Data shown =
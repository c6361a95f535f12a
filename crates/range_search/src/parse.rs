//! Text-record parsing for range swarms.
//!
//! One record per line, shaped `pos=<x,y,z>, r=R`. Coordinates and radius
//! are decimal `i64`; a negative radius parses fine here and is rejected by
//! range-set validation, so the two error layers stay distinct.

use glam::I64Vec3;

use crate::error::ParseError;
use crate::range::Range;

/// Parses newline-separated `pos=<x,y,z>, r=R` records.
///
/// Blank lines are skipped; surrounding whitespace (including a trailing
/// `\r`) is tolerated. Reported line numbers are one-based positions in the
/// source text, blank lines included.
pub fn parse_ranges(input: &str) -> Result<Vec<Range>, ParseError> {
  let mut ranges = Vec::new();
  for (index, raw) in input.lines().enumerate() {
    let line = raw.trim();
    if line.is_empty() {
      continue;
    }
    let range = parse_record(line).ok_or_else(|| ParseError::Line {
      line_no: index + 1,
      record: line.to_string(),
    })?;
    ranges.push(range);
  }
  Ok(ranges)
}

/// One record, or `None` when the shape does not match.
fn parse_record(line: &str) -> Option<Range> {
  let rest = line.strip_prefix("pos=<")?;
  let (coords, radius) = rest.split_once(">, r=")?;
  let mut axes = coords.splitn(3, ',');
  let x = axes.next()?.trim().parse().ok()?;
  let y = axes.next()?.trim().parse().ok()?;
  let z = axes.next()?.trim().parse().ok()?;
  let radius = radius.trim().parse().ok()?;
  Some(Range::new(I64Vec3::new(x, y, z), radius))
}

#[cfg(test)]
#[path = "parse_test.rs"]
mod parse_test;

Instructions to follow = Of all the lines above, count the ones that include the string "next" and give the number alone.

Written answer = 3